Coronavirus outbreak: County cricket latest




The COVID-19 (novel coronavirus) pandemic has led to the start of the English season being put back until at least May 28, and left many counties facing a potentially damaging shortfall in finances. Most are expected to take advantage of the government’s coronavirus job retention scheme. How has your club responded to the situation? Here we will keep track of ongoing developments.

Derbyshire

Players and the majority of non-playing staff have been furloughed. “We have a highly-valued network of staff across the club and this programme will allow us to protect jobs and plan for long-term sustainability,” said chief executive Ryan Duckett.

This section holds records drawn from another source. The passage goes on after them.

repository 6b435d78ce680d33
//! 登录提示框
//!
//! 认证闸门暂存操作后弹出，显示上下文提示；登录成功后由分发器重放暂存的操作。

use leptos::prelude::*;
use verbbar::Modal;
use verbbar_shared::Credentials;

use crate::auth::use_auth;
use crate::toolbar::use_toolbar;

#[component]
pub fn AuthPrompt() -> impl IntoView {
    let auth = use_auth();
    let toolbar = use_toolbar();
    let dialog_ref = NodeRef::<leptos::html::Dialog>::new();

    let (username, set_username) = signal(String::new());
    let (password, set_password) = signal(String::new());
    let (is_submitting, set_is_submitting) = signal(false);

    let prompt = Memo::new(move |_| {
        toolbar.state.with(|s| match &s.modal {
            Modal::AuthPrompt { message, error } => Some((message.clone(), error.clone())),
            _ => None,
        })
    });
    let is_open = Memo::new(move |_| prompt.with(Option::is_some));

    Effect::new(move |_| {
        let open = is_open.get();
        if open {
            // 自动填充上次的用户名
            set_username.set(auth.state.with_untracked(|s| s.username.clone()));
            set_password.set(String::new());
        }
        set_is_submitting.set(false);

        if let Some(dialog) = dialog_ref.get() {
            if open {
                if !dialog.open() {
                    let _ = dialog.show_modal();
                }
            } else if dialog.open() {
                dialog.close();
            }
        }
    });

    // 登录失败后恢复按钮
    Effect::new(move |_| {
        if prompt.with(|p| p.as_ref().is_some_and(|(_, e)| e.is_some())) {
            set_is_submitting.set(false);
        }
    });

    let on_submit = move |ev: leptos::web_sys::SubmitEvent| {
        ev.prevent_default();
        if username.get().is_empty() || password.get().is_empty() {
            return;
        }
        set_is_submitting.set(true);
        toolbar.login(Credentials {
            username: username.get(),
            password: password.get(),
        });
    };

    let message = move || prompt.get().map(|(m, _)| m).unwrap_or_default();
    let error = move || prompt.get().and_then(|(_, e)| e);

    view! {
        <dialog class="modal" node_ref=dialog_ref on:close=move |_| toolbar.cancel_auth()>
            <div class="modal-box max-w-md">
                <h3 class="font-bold text-lg">"Sign in"</h3>
                <p class="py-2 text-base-content/70">{message}</p>

                <form on:submit=on_submit>
                    <Show when=move || error().is_some()>
                        <div role="alert" class="alert alert-error text-sm py-2">
                            <span>{move || error().unwrap_or_default()}</span>
                        </div>
                    </Show>

                    <div class="form-control">
                        <label class="label" for="username">
                            <span class="label-text">"Username"</span>
                        </label>
                        <input
                            id="username"
                            type="text"
                            autocomplete="username"
                            on:input=move |ev| set_username.set(event_target_value(&ev))
                            prop:value=username
                            class="input input-bordered"
                            required
                        />
                    </div>
                    <div class="form-control">
                        <label class="label" for="password">
                            <span class="label-text">"Password"</span>
                        </label>
                        <input
                            id="password"
                            type="password"
                            autocomplete="current-password"
                            placeholder="••••••••"
                            on:input=move |ev| set_password.set(event_target_value(&ev))
                            prop:value=password
                            class="input input-bordered"
                            required
                        />
                    </div>
                    <div class="modal-action">
                        <button type="button" class="btn btn-ghost" on:click=move |_| toolbar.cancel_auth()>
                            "Cancel"
                        </button>
                        <button class="btn btn-primary" disabled=move || is_submitting.get()>
                            {move || if is_submitting.get() {
                                view! { <span class="loading loading-spinner"></span> "Signing in..." }.into_any()
                            } else {
                                "Sign in".into_any()
                            }}
                        </button>
                    </div>
                </form>
            </div>
        </dialog>
    }
}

“We will continue to proactively prepare for a return to cricket once it is safe to do so and I would like to thank all players, staff, supporters and stakeholders for their ongoing support and understanding.”

Durham

Players and staff have been placed on furlough, though the club will top up salaries to ensure everyone receives full pay.

CEO Tim Bostock thinks that bigger counties are more likely to suffer significantly as a result of the crisis due to the fact a lower percentage of their income comes from the ECB, with events, conferences and hotels all contributing significantly in a typical year.

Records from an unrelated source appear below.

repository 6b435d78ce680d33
#[doc(hidden)]
pub mod __private229 {
    #[doc(hidden)]
    pub use crate::private::*;
}
use serde_core::__private229 as serde_core_private;
use crate::application::services::repo_manager::{RepoManager, RepoOperation};
use crate::application::use_cases::batch_operation::{run_batch, BatchOutcome, BatchSelection};
use crate::common::result::NestrepoResult;
use crate::domain::entities::project_config::ProjectConfig;

/// Status check settings
#[derive(Debug, Clone, Default)]
pub struct StatusCheckConfig {
    /// Only repositories matching this filter (all when `None`)
    pub filter: Option<String>,

    pub timeout_secs: Option<u64>,
}

/// Working-tree status across the configured repositories
pub struct StatusCheckUseCase {
    config: StatusCheckConfig,
}

impl StatusCheckUseCase {
    pub fn new(config: StatusCheckConfig) -> Self {
        Self { config }
    }

    pub async fn execute(
        &self,
        manager: &RepoManager,
        project: &ProjectConfig,
    ) -> NestrepoResult<BatchOutcome> {
        let selection = BatchSelection {
            filter: self.config.filter.clone(),
            timeout_secs: self.config.timeout_secs,
        };
        run_batch(manager, project, RepoOperation::Status, &selection).await
    }
}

“They’ve got businesses that rely on income outside of ECB regular monthly funding – particularly I can think of Lancashire, Warwickshire and Yorkshire, the Ageas Bowl,” Bostock told talkSPORT. “They’ve done the right thing, they’ve diversified so that they can survive without ECB income, but what that has meant is… that has fallen off the edge of a cliff through no fault of their own. That is a major challenge.

“A club like Durham – a larger percentage of our income comes from the guaranteed ECB income as a result of the new television deal, and therefore we are much less exposed. I can confidently say that what’s coming in is more than what’s going out.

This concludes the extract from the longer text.